Mitt Romney hasn’t made much of a case for himself either, and his quick-change policy reversals, false claims and false advertising raise serious questions about whether he has the character and constancy to be President. In the week before the election, he put up an insultingly false ad about the President’s record on the auto bailout. He claimed that Obama had “sold Chrysler to Italians” who were sending Jeep jobs to China. Chrysler immediately repudiated this. The truth is, Chrysler is adding Jeep jobs in the U.S. and, given its resurgence here, may boost Jeep production in China for Chinese consumption. This sort of ad seems particularly galling given the fact that Romney opposed the auto bailout and has spent his whole business career embedded in the global economy, selling companies to the “Italians,” or whomever, so that they could send jobs to “China,” or wherever. It is rare to find a candidate so willing to repudiate his life’s work.
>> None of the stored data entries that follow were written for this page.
// Prometheus metrics registry and collectors

use lazy_static::lazy_static;
use prometheus::{
    register_counter_vec_with_registry, register_histogram_vec_with_registry,
    register_histogram_with_registry, CounterVec, Encoder, Histogram, HistogramVec, Opts,
    Registry, TextEncoder,
};

lazy_static! {
    /// Global Prometheus registry
    pub static ref REGISTRY: Registry = Registry::new();

    /// Total number of HTTP requests served
    pub static ref REQUESTS_TOTAL: CounterVec = register_counter_vec_with_registry!(
        Opts::new("requests_total", "Total number of HTTP requests"),
        &["endpoint", "status_code"],
        REGISTRY
    ).unwrap();

    /// Request duration histogram
    pub static ref REQUEST_DURATION: HistogramVec = register_histogram_vec_with_registry!(
        prometheus::HistogramOpts::new("request_duration_seconds", "Request duration in seconds")
            .buckets(vec![0.005, 0.01, 0.025, 0.05, 0.1, 0.25, 0.5, 1.0, 2.5, 5.0, 10.0]),
        &["endpoint"],
        REGISTRY
    ).unwrap();

    /// Artifact cache operations
    pub static ref CACHE_OPERATIONS: CounterVec = register_counter_vec_with_registry!(
        Opts::new("cache_operations_total", "Total artifact cache operations"),
        &["operation"], // operation: hit, miss, write, write_error
        REGISTRY
    ).unwrap();

    /// Outbound source fetches
    pub static ref FETCH_TOTAL: CounterVec = register_counter_vec_with_registry!(
        Opts::new("fetch_total", "Total outbound source image fetches"),
        &["outcome"], // outcome: ok, error
        REGISTRY
    ).unwrap();

    /// Time spent decoding, compositing, and encoding one image
    pub static ref RENDER_DURATION: Histogram = register_histogram_with_registry!(
        prometheus::HistogramOpts::new("render_duration_seconds", "Compositing pipeline duration")
            .buckets(vec![0.005, 0.01, 0.025, 0.05, 0.1, 0.25, 0.5, 1.0, 2.5]),
        REGISTRY
    ).unwrap();

    /// Captions drawn wider than their surface
    pub static ref LAYOUT_DEGRADED_TOTAL: CounterVec = register_counter_vec_with_registry!(
        Opts::new("layout_degraded_total", "Captions wider than their surface, drawn clipped"),
        &["position"], // position: top, bottom
        REGISTRY
    ).unwrap();
}

/// Gather all metrics and return as Prometheus text format
pub fn gather_metrics() -> String {
    let encoder = TextEncoder::new();
    let metric_families = REGISTRY.gather();
    let mut buffer = Vec::new();
    encoder.encode(&metric_families, &mut buffer).unwrap_or_default();
    String::from_utf8(buffer).unwrap_or_default()
}

#[cfg(test)]
mod tests {
    use super::*;

    #[test]
    fn test_metrics_registration() {
        CACHE_OPERATIONS.with_label_values(&["hit"]).inc();
        let metrics = gather_metrics();
        assert!(metrics.contains("requests_total") || metrics.contains("cache_operations_total"));
        assert!(metrics.contains("cache_operations_total"));
    }
}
I suspect that Ohioans, who are legitimately grateful to the President for saving the auto industry, will see past the arrant cynicism of Romney’s ad. But perhaps they won’t. The Romney campaign’s assumption from the start–from its very first television ad, a sleazy attempt to pin John McCain’s 2008 reluctance to “talk about the economic crisis” as something Obama said more recently–was that it could get away with practically anything, including the full-body transformation of its candidate in the debates from severe conservative to warmhearted moderate. Given the closeness of the election, who can say Romney’s gamble hasn’t paid off?
Republicans will say Obama has been every bit as cynical as Romney, and there have been moments when the Obama campaign has been less than heroic. But we need to be clear about this: there is nothing close to moral equivalency here. The Romney campaign has indulged in many of the worst fantasies promulgated by the GOP’s wingnuts, from the Obama “apology tour,” which never happened, to blatant misrepresentations of Obamacare and the President’s Middle East policy, to the constant undertow of implication that the President is not quite American enough.
There are some things I can just about guarantee, no matter who wins this election. The fiscal cliff will prove a mirage. There will be a budget deal. Taxes won’t be lowered on individuals, but revenues will be raised as deductions and entitlements are severely curtailed for the wealthy. There will be a deal on immigration reform, as the Republican Party will have to embrace our glorious demographics sooner rather than later. We will not become Greece, as Romney suggests. We will struggle along, secure in our freedom, and eventually prosper. That is the American way: we make fools of pessimists.